Мы верили, и «возможная необходимость нашей гибели», о которой я не раз говорил в других очерках, миновала нас. Да так миновала, что сперва я, а потом Михаил побывали на полувековых юбилеях друг у друга. Луконин старше меня почти на год, и в зале ЦДЛ после добрых слов в адрес именинника я нахлобучил на его голову буденовку. Она чудом сохранилась у меня с финской кампании. Михаил спустя год с лихвой отдарил меня. После речи он бросил на пол саблю, отобранную у немецкого генерала в Сталинграде. Мгновенно вспомнив былые каноны, я не поднял саблю, а наступил на нее ногой.
Конечно, нам повезло. Скольких друзей в пути потеряли, скольких недосчитались! Отсюда то, с чего я начал очерк, — чувство долга перед ушедшими. Они сказали нам словами Георгия Суворова: «Свой добрый век мы прожили, как люди, и для людей».
И долг оставшихся в живых — пронести это бессмертное чувство по всей земле, по всем меридианам. Ведь оно погубило фашизм тридцать лет назад, оно спаяло людей во имя мира и ведет их по дороге мира.
Из последних стихов Луконина мне близко одно, в котором явственно звучит именно эта нота. Михаил часто читал эти стихи в Америке, и они растапливали лед в самой замороженной аудитории. Называется оно «Спите, люди», и я буду выборно его цитировать.
Спите, люди.
Отдохните. Вы устали.
Отдохните от любви и маеты.
Млечный Путь усеян звездными кустами.
Ваши окна отцветают, как цветы.
Наработались, устали ваши руки,
нагляделись
и наискрились глаза,
и сердца, устав от радости и муки,
тихо вздрагивают, встав на тормоза.
Поэт вспоминает земли и моря, реки и города, которые он повидал, странствуя по свету:
Я на цыпочках хожу, и мне счастливо.
Вспоминаю,
как цветасто спит Париж,
спит Марсель у знаменитого залива.
И тебя я помню, Прага,— сладко спишь.
Вспоминаю ночи Дели и Рангуна.
К пальмам голову — некрепко спит Ханой.
И Пномпень, устав от солнечного гуда,
спит на ложе красоты своей земной.
В Таиланде тихо спит вода Сиама.
Спят плавучие базары. Ночь в порту.
«Тише, тише! —
Я шептал над ухом прямо.—
Берегите, люди, эту красоту!..»
Эта последняя строка — ключевая в стихотворении. Говоря о друзьях, мы редко подчеркиваем ценнейшее в них. Луконин — настоящий коммунист. И прирожденный поэт. И естественно, он стал поэтом-коммунистом.

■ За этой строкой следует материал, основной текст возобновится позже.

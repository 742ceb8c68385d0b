//! Online learning agent
//!
//! - [`config`]: [`AgentConfig`] and its enums
//! - [`actions`]: the cardinal and wave-surfing action sets
//! - [`control`]: the `Scan → Select → Perform → AwaitReward` machine
//! - [`rewards`]: event → reward mapping
//! - [`statistics`]: per-round counters and windowed aggregates
//!
//! ## Usage Example
//!
//! ```no_run
//! use arena_rl::agent::{AgentConfig, CardinalAgent};
//! use arena_rl::geometry::Arena;
//! use arena_rl::q_learning::LookupTable;
//! use arena_rl::quantizer::{QuantizerConfig, RelativeEncoder};
//! use arena_rl::types::RewardEvent;
//!
//! let config = AgentConfig::default().with_seed(7);
//! let encoder = RelativeEncoder::new(QuantizerConfig::default())?;
//! let mut agent = CardinalAgent::new(config, encoder, LookupTable::new())?;
//! agent.start(Arena::default())?;
//! // for each scan: let commands = agent.on_observation(&observation)?;
//! agent.on_event(RewardEvent::HitWall)?;
//! agent.end_episode();
//! # Ok::<(), arena_rl::Error>(())
//! ```

pub mod actions;
pub mod config;
pub mod control;
pub mod mode;
pub mod rewards;
pub mod statistics;

pub use actions::{ActionSet, CardinalAction, PlanContext, SurfAction};
pub use config::{AgentConfig, AimMode, BackupTrigger};
pub use control::{CardinalAgent, ControlLoop, Selection, SurfAgent, select_greedy};
pub use mode::Mode;
pub use rewards::RewardSchedule;
pub use statistics::{AgentStatistics, RoundCounters, StatisticsWindow};
//! Persistence formats for lookup tables
//!
//! Two layouts share one record model, N integer key components followed by
//! one value:
//!
//! - CSV lines `k0,k1,...,kN-1,value`, written sorted by key
//! - a versioned MessagePack document ([`SavedLookupTable`])
//!
//! Any malformed record aborts the whole load.

use std::{
    fs::File,
    io::{BufReader, BufWriter, Read, Write},
    path::Path,
};

use anyhow::Context;
use serde::{Deserialize, Serialize};

use crate::{
    Result,
    error::Error,
    q_learning::{LookupTable, StateActionKey},
    quantizer::KeySpace,
};

/// One persisted entry.
#[derive(Debug, Clone, PartialEq, Serialize, Deserialize)]
pub struct TableRecord {
    pub key: Vec<i32>,
    pub value: f64,
}

/// Versioned MessagePack form of a [`LookupTable`].
#[derive(Debug, Clone, PartialEq, Serialize, Deserialize)]
pub struct SavedLookupTable {
    pub version: u32,
    pub records: Vec<TableRecord>,
}

impl SavedLookupTable {
    pub const VERSION: u32 = 1;

    pub fn from_table(table: &LookupTable) -> Self {
        Self {
            version: Self::VERSION,
            records: table
                .sorted_entries()
                .into_iter()
                .map(|(key, value)| TableRecord {
                    key: key.components().to_vec(),
                    value,
                })
                .collect(),
        }
    }

    /// Rebuild the table, validating every record.
    ///
    /// Record positions are reported 1-based in [`Error::MalformedRecord`].
    pub fn into_table(self, key_space: Option<&KeySpace>) -> Result<LookupTable> {
        if self.version != Self::VERSION {
            return Err(Error::UnsupportedVersion {
                format: "lookup table",
                found: self.version,
                expected: Self::VERSION,
            });
        }

        let mut validator = RecordValidator::new(key_space);
        let mut table = LookupTable::new();
        for (index, record) in self.records.into_iter().enumerate() {
            let line = index as u64 + 1;
            validator.accept(&mut table, line, record.key, record.value)?;
        }
        Ok(table)
    }

    /// Encode as MessagePack through a buffer, flushing before returning.
    pub fn write_msgpack<W: Write>(&self, writer: W) -> Result<()> {
        let mut writer = BufWriter::new(writer);
        rmp_serde::encode::write(&mut writer, self).map_err(|e| Error::SerializationContext {
            operation: "serialize lookup table to MessagePack".to_string(),
            message: e.to_string(),
        })?;
        writer.flush().map_err(|source| Error::Io {
            operation: "flush lookup table".to_string(),
            source,
        })
    }

    pub fn save_to_file<P: AsRef<Path>>(&self, path: P) -> anyhow::Result<()> {
        let file = File::create(path.as_ref())
            .with_context(|| format!("Failed to create file: {}", path.as_ref().display()))?;

        self.write_msgpack(file)
            .with_context(|| format!("Failed to write lookup table: {}", path.as_ref().display()))
    }

    pub fn load_from_file<P: AsRef<Path>>(path: P) -> anyhow::Result<Self> {
        let file = File::open(path.as_ref())
            .with_context(|| format!("Failed to open file: {}", path.as_ref().display()))?;
        let reader = BufReader::new(file);

        rmp_serde::decode::from_read(reader).context("Failed to deserialize lookup table")
    }
}

/// Shared per-record checks: consistent arity, finite value, key space,
/// unique key.
struct RecordValidator<'a> {
    key_space: Option<&'a KeySpace>,
    arity: Option<usize>,
}

impl<'a> RecordValidator<'a> {
    fn new(key_space: Option<&'a KeySpace>) -> Self {
        Self {
            key_space,
            arity: key_space.map(KeySpace::arity),
        }
    }

    fn check(&mut self, line: u64, key: &[i32], value: f64) -> Result<()> {
        let malformed = |reason: String| Error::MalformedRecord { line, reason };

        if key.is_empty() {
            return Err(malformed("record has no key components".to_string()));
        }
        match self.arity {
            Some(expected) if expected != key.len() => {
                return Err(malformed(format!(
                    "expected {expected} key components, found {}",
                    key.len()
                )));
            }
            Some(_) => {}
            None => self.arity = Some(key.len()),
        }
        if !value.is_finite() {
            return Err(malformed(format!("value {value} is not finite")));
        }
        if let Some(space) = self.key_space {
            if !space.contains(key) {
                return Err(malformed(format!(
                    "key {} lies outside the key space",
                    StateActionKey::new(key.to_vec())
                )));
            }
        }
        Ok(())
    }

    /// Check one record and insert it into `table`.
    fn accept(
        &mut self,
        table: &mut LookupTable,
        line: u64,
        key: Vec<i32>,
        value: f64,
    ) -> Result<()> {
        self.check(line, &key, value)?;
        let key = StateActionKey::new(key);
        if table.contains(&key) {
            return Err(Error::MalformedRecord {
                line,
                reason: format!("key {key} appears more than once"),
            });
        }
        table.update(key, value);
        Ok(())
    }
}

/// Write `table` as headerless CSV, one entry per line, sorted by key.
pub fn write_csv<W: Write>(table: &LookupTable, writer: W) -> Result<()> {
    let mut csv_writer = csv::WriterBuilder::new()
        .has_headers(false)
        .flexible(true)
        .from_writer(writer);

    for (key, value) in table.sorted_entries() {
        let mut fields: Vec<String> = key.components().iter().map(i32::to_string).collect();
        fields.push(value.to_string());
        csv_writer.write_record(&fields)?;
    }
    csv_writer.flush()?;
    Ok(())
}

/// Read a headerless CSV table. When `key_space` is given, every key must
/// match its arity and lie inside its bounds.
pub fn read_csv<R: Read>(reader: R, key_space: Option<&KeySpace>) -> Result<LookupTable> {
    let mut csv_reader = csv::ReaderBuilder::new()
        .has_headers(false)
        .flexible(true)
        .trim(csv::Trim::All)
        .from_reader(reader);

    let mut validator = RecordValidator::new(key_space);
    let mut table = LookupTable::new();

    for result in csv_reader.records() {
        let record = result?;
        let line = record.position().map_or(0, |position| position.line());
        let malformed = |reason: String| Error::MalformedRecord { line, reason };

        let fields: Vec<&str> = record.iter().collect();
        let Some((value_field, key_fields)) = fields.split_last() else {
            return Err(malformed("empty record".to_string()));
        };

        let key = key_fields
            .iter()
            .map(|field| {
                field
                    .parse::<i32>()
                    .map_err(|e| malformed(format!("invalid key component {field:?}: {e}")))
            })
            .collect::<Result<Vec<_>>>()?;
        let value = value_field
            .parse::<f64>()
            .map_err(|e| malformed(format!("invalid value {value_field:?}: {e}")))?;

        validator.accept(&mut table, line, key, value)?;
    }

    Ok(table)
}

#[cfg(test)]
mod tests {
    use super::*;
    use crate::quantizer::DimensionBounds;

    fn sample_table() -> LookupTable {
        [
            (StateActionKey::new(vec![1, -2, 0]), 0.125),
            (StateActionKey::new(vec![0, 0, 3]), -7.5),
            (StateActionKey::new(vec![-1, 4, 1]), 1.0 / 3.0),
        ]
        .into_iter()
        .collect()
    }

    #[test]
    fn test_csv_layout_is_sorted() {
        let mut buffer = Vec::new();
        write_csv(&sample_table(), &mut buffer).unwrap();
        let text = String::from_utf8(buffer).unwrap();
        let lines: Vec<_> = text.lines().collect();
        assert_eq!(lines.len(), 3);
        assert!(lines[0].starts_with("-1,4,1,"));
        assert_eq!(lines[1], "0,0,3,-7.5");
        assert_eq!(lines[2], "1,-2,0,0.125");
    }

    #[test]
    fn test_csv_roundtrip_is_exact() {
        let table = sample_table();
        let mut buffer = Vec::new();
        write_csv(&table, &mut buffer).unwrap();
        let loaded = read_csv(buffer.as_slice(), None).unwrap();
        assert_eq!(loaded, table);
    }

    #[test]
    fn test_csv_malformed_value_reports_line() {
        let input = "0,0,1.5\n0,1,abc\n";
        match read_csv(input.as_bytes(), None) {
            Err(Error::MalformedRecord { line, .. }) => assert_eq!(line, 2),
            other => panic!("expected malformed record, got {other:?}"),
        }
    }

    #[test]
    fn test_csv_inconsistent_arity_is_rejected() {
        let input = "0,0,1.5\n0,1,2,3.0\n";
        assert!(matches!(
            read_csv(input.as_bytes(), None),
            Err(Error::MalformedRecord { line: 2, .. })
        ));
    }

    #[test]
    fn test_csv_out_of_range_key_is_rejected() {
        let space = KeySpace::new(vec![DimensionBounds::new(-1, 1), DimensionBounds::new(0, 1)]);
        let input = "1,1,0.5\n2,0,0.5\n";
        assert!(matches!(
            read_csv(input.as_bytes(), Some(&space)),
            Err(Error::MalformedRecord { line: 2, .. })
        ));
    }

    #[test]
    fn test_duplicate_keys_are_rejected() {
        let input = "0,1,1.5\n1,1,2.0\n0,1,-3.0\n";
        assert!(matches!(
            read_csv(input.as_bytes(), None),
            Err(Error::MalformedRecord { line: 3, .. })
        ));

        let mut saved = SavedLookupTable::from_table(&sample_table());
        let repeated = saved.records[0].clone();
        saved.records.push(repeated);
        assert!(matches!(
            saved.into_table(None),
            Err(Error::MalformedRecord { line: 4, .. })
        ));
    }

    #[test]
    fn test_saved_table_version_is_checked() {
        let mut saved = SavedLookupTable::from_table(&sample_table());
        saved.version = 99;
        assert!(matches!(
            saved.into_table(None),
            Err(Error::UnsupportedVersion { found: 99, .. })
        ));
    }

    /// Accepts nothing, so buffered bytes fail on flush.
    struct RejectingSink;

    impl Write for RejectingSink {
        fn write(&mut self, _buf: &[u8]) -> std::io::Result<usize> {
            Err(std::io::Error::other("device full"))
        }

        fn flush(&mut self) -> std::io::Result<()> {
            Ok(())
        }
    }

    #[test]
    fn test_write_failure_surfaces_on_flush() {
        let saved = SavedLookupTable::from_table(&sample_table());
        assert!(matches!(
            saved.write_msgpack(RejectingSink),
            Err(Error::Io { .. })
        ));

        let mut buffer = Vec::new();
        saved.write_msgpack(&mut buffer).unwrap();
        let reloaded: SavedLookupTable = rmp_serde::from_slice(&buffer).unwrap();
        assert_eq!(reloaded, saved);
    }

    #[test]
    fn test_saved_table_msgpack_roundtrip() {
        let table = sample_table();
        let bytes = rmp_serde::to_vec(&SavedLookupTable::from_table(&table)).unwrap();
        let saved: SavedLookupTable = rmp_serde::from_slice(&bytes).unwrap();
        assert_eq!(saved.into_table(None).unwrap(), table);
    }
}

Каждый по-своему борется за мир. Каждый выделяет в мирной жизни то, что кажется ему наиболее дорогим. Присоединяясь к этим стремлениям, благословляя эти желания, поэт страны Коммунизма выделяет свое ощущение мира: «Берегите, люди, эту красоту». Очень емкие слова.
Спите, люди, сном предутренним одеты,
отдыхайте
для работы,
для игры,
привязав на нитке дальние ракеты,
словно детские зеленые шары.
Чтобы дети и колосья вырастали,
чтоб проснуться
в свете дня,
а не во мгле, —
спите, люди,
отдохните,
вы устали. Не мешайте жить друг другу на земле.
Всем своим существом, творчеством, поэзией Михаил Луконин помогает людям жить на белом свете.
Никогда уже мы не станем двадцатилетними и тридцатилетними, разве что в стихах и воспоминаниях. Но у каждого возраста своя жизненная задача. Время сеять и время собирать, сказано в одной старой книге. Естественно и спокойно Луконин стал одним из лучших советских поэтов. Не для себя он сеял, не для себя собирал. Золотое зерно поэзии отдавал он в руки друзей. А друзей у него — вся страна!